From Survival to Productivity Mode: Cytokinins Allow Avoiding the Avoidance Strategy under Stress Conditions

Growth retardation and stress-induced premature plant senescence are accompanied by a severe yield reduction and raise a major agro-economic concern. To improve biomass and yield in agricultural crops under mild stress conditions, the survival must be changed to productivity mode. Our previous successful attempts to delay premature senescence and growth inhibition under abiotic stress conditions by autoregulation of cytokinins (CKs) levels constitute a generic technology toward the development of highly productive plants. Since this technology is based on the induction of CKs synthesis during the age-dependent senescence phase by a senescence-specific promoter (SARK), which is not necessarily regulated by abiotic stress conditions, we developed autoregulating transgenic plants expressing the IPT gene specifically under abiotic stress conditions. The Arabidopsis promoter of the stress-induced metallothionein gene (AtMT) was isolated, fused to the IPT gene and transformed into tobacco plants. The MT::IPT transgenic tobacco plants displayed comparable elevated biomass productivity and maintained growth under drought conditions. To decipher the role and the molecular mechanisms of CKs in reverting the survival transcriptional program to a sustainable plant growth program, we performed gene expression analysis of candidate stress-related genes and found unexpectedly clear downregulation in the CK-overproducing plants. We also investigated kinase activity after applying exogenous CKs to tobacco cell suspensions that were grown in salinity stress. In-gel kinase activity analysis demonstrated CK-dependent deactivation of several stress-related kinases including two of the MAPK components, SIPK and WIPK and the NtOSAK, a member of SnRK2 kinase family, a key component of the ABA signaling cascade. A comprehensive phosphoproteomics analysis of tobacco cells, treated with exogenous CKs under salinity-stress conditions indicated that >50% of the identified phosphoproteins involved in stress responses were dephosphorylated by CKs. We hypothesize that upregulation of CK levels under stress conditions desensitize stress signaling cues through deactivation of kinases that are normally activated under stress conditions. CK-dependent desensitization of environmental stimuli is suggested to attenuate various pathways of the avoidance syndrome including the characteristic growth arrest and the premature senescence while allowing normal growth and metabolic maintenance.

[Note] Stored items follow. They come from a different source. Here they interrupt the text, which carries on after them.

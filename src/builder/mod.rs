//! Post package assembly
//!
//! Turns one [`SourcePost`] into a [`PostPackage`]: message-sized text parts,
//! audio tracks extracted from the post's archives (or its directly attached
//! tracks), and the archives themselves as attachments. Everything lands in a
//! fresh per-post directory that the package owns until delivery releases it.
//!
//! ## Archive selection
//!
//! Archives are downloaded concurrently and then considered smallest first.
//! The first archive that yields audio supplies the track list. A readable
//! archive without audio seen before that point is deleted. Later archives are
//! only attached, except when their name marks them as another disc of the same
//! release, in which case their tracks are appended.

use crate::artifact::{
    Acquisition, ArchiveFile, ArtifactAcquirer, ArtifactChunker, AudioFile, PostDir, ReadOutcome,
    ResilientStream, TempArena,
};
use crate::config::{DeliveryConfig, FeedConfig};
use crate::error::Result;
use crate::extraction::ArchiveExpander;
use crate::pipeline::MirrorContext;
use crate::text::{sanitize_filename, split_text_parts, track_order};
use crate::types::{ArchiveRef, AudioRef, AudioTags, PostId, SourcePost};
use futures::future::try_join_all;
use regex::Regex;
use std::collections::HashSet;
use std::path::PathBuf;
use std::sync::LazyLock;
use std::time::Instant;
use tracing::{debug, info, warn};

// unwrap/expect are acceptable in tests for concise failure-on-error assertions
#[allow(clippy::unwrap_used, clippy::expect_used)]
#[cfg(test)]
mod tests;

#[allow(clippy::expect_used)]
static MULTI_DISC_RE: LazyLock<Regex> =
    LazyLock::new(|| Regex::new(r"(?i)(?:^|[^a-z])(disc|disk|cd)[\s_-]*\d+").expect("valid multi-disc regex"));

/// More attached archives than this are logged as suspicious
const EXPECTED_MAX_ARCHIVES: usize = 2;

/// Size of the read buffer for directly attached tracks
const AUDIO_READ_BUFFER: usize = 64 * 1024;

/// Whether an archive name marks it as one disc of a multi-disc release
pub fn is_multi_disc(name: &str) -> bool {
    MULTI_DISC_RE.is_match(name)
}

/// Everything needed to deliver one post
///
/// Owns the post directory; [`PostPackage::release`] deletes it together with
/// every artifact inside.
#[derive(Debug)]
pub struct PostPackage {
    /// The post this package mirrors
    pub post_id: PostId,
    /// Text split into message-sized parts, in send order
    pub text_parts: Vec<String>,
    /// Photo reference sent with the first text part
    pub photo: Option<String>,
    /// Tracks, in send order
    pub audio_files: Vec<AudioFile>,
    /// Archive files (or parts), in send order
    pub archive_files: Vec<ArchiveFile>,
    dir: PostDir,
}

impl PostPackage {
    /// Assemble a package around an already allocated directory
    pub fn new(
        post_id: PostId,
        text_parts: Vec<String>,
        photo: Option<String>,
        audio_files: Vec<AudioFile>,
        archive_files: Vec<ArchiveFile>,
        dir: PostDir,
    ) -> Self {
        Self {
            post_id,
            text_parts,
            photo,
            audio_files,
            archive_files,
            dir,
        }
    }

    /// The directory holding this package's files
    pub fn dir(&self) -> &PostDir {
        &self.dir
    }

    /// Delete the package's files
    pub async fn release(self) -> Result<()> {
        self.dir.release().await
    }
}

/// A downloaded archive, possibly split into parts
struct DownloadedArchive {
    origin: ArchiveRef,
    parts: Vec<PathBuf>,
}

/// Builds [`PostPackage`]s
#[derive(Clone)]
pub struct BuildWorker {
    feed: FeedConfig,
    delivery: DeliveryConfig,
    arena: TempArena,
    acquirer: ArtifactAcquirer,
    chunker: ArtifactChunker,
    expander: ArchiveExpander,
}

impl BuildWorker {
    /// Create a worker sharing the context's arena, acquirer and expander
    pub fn new(ctx: &MirrorContext) -> Self {
        Self {
            feed: ctx.config.feed.clone(),
            delivery: ctx.config.delivery.clone(),
            arena: ctx.arena.clone(),
            acquirer: ctx.acquirer.clone(),
            chunker: ctx.chunker.clone(),
            expander: ctx.expander.clone(),
        }
    }

    /// Text parts for a post: body, blank line, permalink
    pub fn prepare_text(&self, post: &SourcePost) -> Vec<String> {
        let text = format!("{}\n\n{}", post.text, self.feed.permalink(post.id));
        let first_limit = if post.photo.is_some() {
            self.delivery.caption_limit
        } else {
            self.delivery.message_limit
        };
        split_text_parts(&text, first_limit, self.delivery.message_limit)
    }

    /// Build the package for `post`
    ///
    /// On error the post directory is removed before the error is returned.
    pub async fn build(&self, post: &SourcePost) -> Result<PostPackage> {
        info!(post_id = post.id.0, archives = post.archives.len(), "Building post");
        let started = Instant::now();

        let text_parts = self.prepare_text(post);
        let dir = self.arena.allocate().await?;

        match self.collect_files(post, &dir).await {
            Ok((audio_files, archive_files)) => {
                info!(
                    post_id = post.id.0,
                    tracks = audio_files.len(),
                    archives = archive_files.len(),
                    elapsed_ms = started.elapsed().as_millis(),
                    "Built post"
                );
                Ok(PostPackage::new(
                    post.id,
                    text_parts,
                    post.photo.clone(),
                    audio_files,
                    archive_files,
                    dir,
                ))
            }
            Err(e) => {
                if let Err(release_err) = dir.release().await {
                    warn!(post_id = post.id.0, error = %release_err, "Failed to release post directory");
                }
                Err(e)
            }
        }
    }

    async fn collect_files(
        &self,
        post: &SourcePost,
        dir: &PostDir,
    ) -> Result<(Vec<AudioFile>, Vec<ArchiveFile>)> {
        let downloaded = self.download_archives(&post.archives, dir).await?;

        let mut audio_files: Vec<AudioFile> = Vec::new();
        let mut archive_files: Vec<ArchiveFile> = Vec::new();
        let mut track_count = 0;

        for archive in downloaded {
            let found_audio = !audio_files.is_empty();
            if !found_audio || is_multi_disc(&archive.origin.display_name) {
                let reassembled = self.chunker.reassemble(&archive.parts, dir.local()).await?;
                let expansion = self
                    .expander
                    .expand(reassembled.path(), dir, track_count)
                    .await?;
                drop(reassembled);

                if expansion.tracks.is_empty() && !found_audio && !expansion.unreadable {
                    debug!(
                        post_id = post.id.0,
                        archive = %archive.origin.display_name,
                        "Archive has no audio, discarding it"
                    );
                    remove_parts(&archive.parts).await;
                    continue;
                }
                track_count += expansion.track_count;
                audio_files.extend(expansion.tracks);
            }

            archive_files.extend(archive.parts.into_iter().map(|path| ArchiveFile {
                artifact: dir.artifact(path),
                origin: archive.origin.clone(),
            }));
        }

        if audio_files.is_empty() && !post.audios.is_empty() {
            audio_files = self.save_direct_audios(&post.audios, dir).await?;
        }

        if !audio_files.is_empty()
            && audio_files
                .iter()
                .all(|f| track_order(&f.source_name).is_some())
        {
            audio_files.sort_by_key(|f| track_order(&f.source_name));
        }

        if archive_files.len() > EXPECTED_MAX_ARCHIVES {
            warn!(
                post_id = post.id.0,
                archives = archive_files.len(),
                "Too many archive files attached to post"
            );
        }

        Ok((audio_files, archive_files))
    }

    /// Download every archive concurrently; the result is ordered smallest first
    async fn download_archives(
        &self,
        archives: &[ArchiveRef],
        dir: &PostDir,
    ) -> Result<Vec<DownloadedArchive>> {
        let mut ordered: Vec<&ArchiveRef> = archives.iter().collect();
        ordered.sort_by_key(|a| a.declared_size);

        let names = unique_names(
            ordered
                .iter()
                .map(|a| sanitize_filename(&self.expander.normalizer().fix(&a.display_name))),
        );

        let downloaded = try_join_all(
            ordered
                .into_iter()
                .zip(names)
                .map(|(archive, name)| self.download_archive(archive, name, dir)),
        )
        .await?;

        Ok(downloaded.into_iter().flatten().collect())
    }

    async fn download_archive(
        &self,
        archive: &ArchiveRef,
        name: String,
        dir: &PostDir,
    ) -> Result<Option<DownloadedArchive>> {
        let mut stream = match self.acquirer.acquire(&archive.uri).await? {
            Acquisition::Found(stream) => stream,
            Acquisition::SoftUnavailable => {
                warn!(
                    uri = %archive.uri,
                    archive = %archive.display_name,
                    "Archive unavailable, skipping"
                );
                return Ok(None);
            }
        };

        let declared_size = stream.content_length().unwrap_or(archive.declared_size);
        let started = Instant::now();
        let parts = self
            .chunker
            .write(&mut stream, declared_size, dir.local(), &name)
            .await?;
        debug!(
            archive = %name,
            parts = parts.len(),
            elapsed_ms = started.elapsed().as_millis(),
            "Archive downloaded"
        );

        Ok(Some(DownloadedArchive {
            origin: archive.clone(),
            parts,
        }))
    }

    /// Download and save the post's own tracks, numbered in post order
    async fn save_direct_audios(&self, audios: &[AudioRef], dir: &PostDir) -> Result<Vec<AudioFile>> {
        let downloaded = try_join_all(audios.iter().map(|audio| self.download_audio(audio))).await?;

        let mut files = Vec::new();
        let mut track_number = 0;
        for (audio, data) in audios.iter().zip(downloaded) {
            let Some(data) = data else { continue };
            track_number += 1;
            let tags = AudioTags {
                title: Some(self.expander.normalizer().fix(&audio.title)),
                artist: Some(self.expander.normalizer().fix(&audio.artist)),
                duration_seconds: audio.duration_seconds,
            };
            let source_name = format!("{}.mp3", audio.title);
            files.extend(
                self.expander
                    .save_track(data, tags, track_number, &source_name, dir)
                    .await?,
            );
        }

        debug!(tracks = files.len(), "Saved directly attached tracks");
        Ok(files)
    }

    async fn download_audio(&self, audio: &AudioRef) -> Result<Option<Vec<u8>>> {
        match self.acquirer.acquire(&audio.uri).await? {
            Acquisition::Found(mut stream) => Ok(Some(read_all(&mut stream).await?)),
            Acquisition::SoftUnavailable => {
                warn!(uri = %audio.uri, title = %audio.title, "Track unavailable, skipping");
                Ok(None)
            }
        }
    }
}

/// Read a whole stream into memory, starting over when the host rewinds
async fn read_all(stream: &mut ResilientStream) -> Result<Vec<u8>> {
    let capacity = stream.content_length().unwrap_or(0).min(64 * 1024 * 1024) as usize;
    let mut data = Vec::with_capacity(capacity);
    let mut buf = vec![0u8; AUDIO_READ_BUFFER];
    loop {
        match stream.read(&mut buf).await? {
            ReadOutcome::Read(0) => return Ok(data),
            ReadOutcome::Read(n) => data.extend_from_slice(&buf[..n]),
            ReadOutcome::Rewound => data.clear(),
        }
    }
}

/// Make names unique within one post directory by prefixing duplicates
fn unique_names(names: impl Iterator<Item = String>) -> Vec<String> {
    let mut seen = HashSet::new();
    names
        .enumerate()
        .map(|(i, name)| {
            let name = if name.is_empty() {
                format!("archive_{i}")
            } else {
                name
            };
            if seen.insert(name.clone()) {
                name
            } else {
                let renamed = format!("{i}_{name}");
                seen.insert(renamed.clone());
                renamed
            }
        })
        .collect()
}

async fn remove_parts(parts: &[PathBuf]) {
    for part in parts {
        if let Err(e) = tokio::fs::remove_file(part).await {
            warn!(path = %part.display(), error = %e, "Failed to remove archive file");
        }
    }
}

植物生长迟缓与胁迫诱导早衰往往伴随严重减产，成为农业生产中亟待解决的重大经济关切问题。为在轻度胁迫条件下提升农作物的生物量与产量，需将植物的生存模式切换为生产模式。此前我们通过自主调控细胞分裂素（cytokinins, CKs）水平，成功延缓了非生物胁迫下的植物早衰与生长抑制，该技术可作为培育高产作物的通用技术手段。由于该技术依赖衰老特异性启动子（SARK）在年龄依赖的衰老阶段诱导细胞分裂素合成，并不受非生物胁迫调控，因此我们开发了仅在非生物胁迫条件下特异性表达IPT基因的自主调控转基因植株。我们分离得到拟南芥胁迫诱导型金属硫蛋白基因（AtMT）的启动子，将其与IPT基因融合后转化烟草。实验结果显示，MT::IPT转基因烟草在干旱条件下可维持正常生长，且生物量产量实现了可观提升。为解析细胞分裂素将植物的生存型转录程序逆转为可持续生长型转录程序的作用与分子机制，我们对候选胁迫相关基因进行了基因表达分析，意外发现细胞分裂素过量合成的植株中这些基因均出现显著下调。我们还对盐胁迫下培养的烟草悬浮细胞施加外源细胞分裂素后，检测了其激酶活性变化。凝胶内激酶活性分析结果表明，细胞分裂素可依赖式灭活多种胁迫相关激酶，包括两类丝裂原活化蛋白激酶（MAPK）组分SIPK、WIPK，以及脱落酸（ABA）信号通路关键成员SnRK2激酶家族的NtOSAK。对盐胁迫下经外源细胞分裂素处理的烟草细胞开展的全面磷酸化蛋白质组学分析显示，超过50%已鉴定的应激响应磷酸化蛋白均可被细胞分裂素去磷酸化。我们提出如下假说：胁迫条件下细胞分裂素水平上调，可通过灭活胁迫条件下正常激活的激酶，使植物胁迫信号通路脱敏。细胞分裂素依赖的环境刺激脱敏作用，可抑制各类避逆综合征通路——包括典型的生长停滞与早衰现象，同时保障植物维持正常生长与代谢稳态。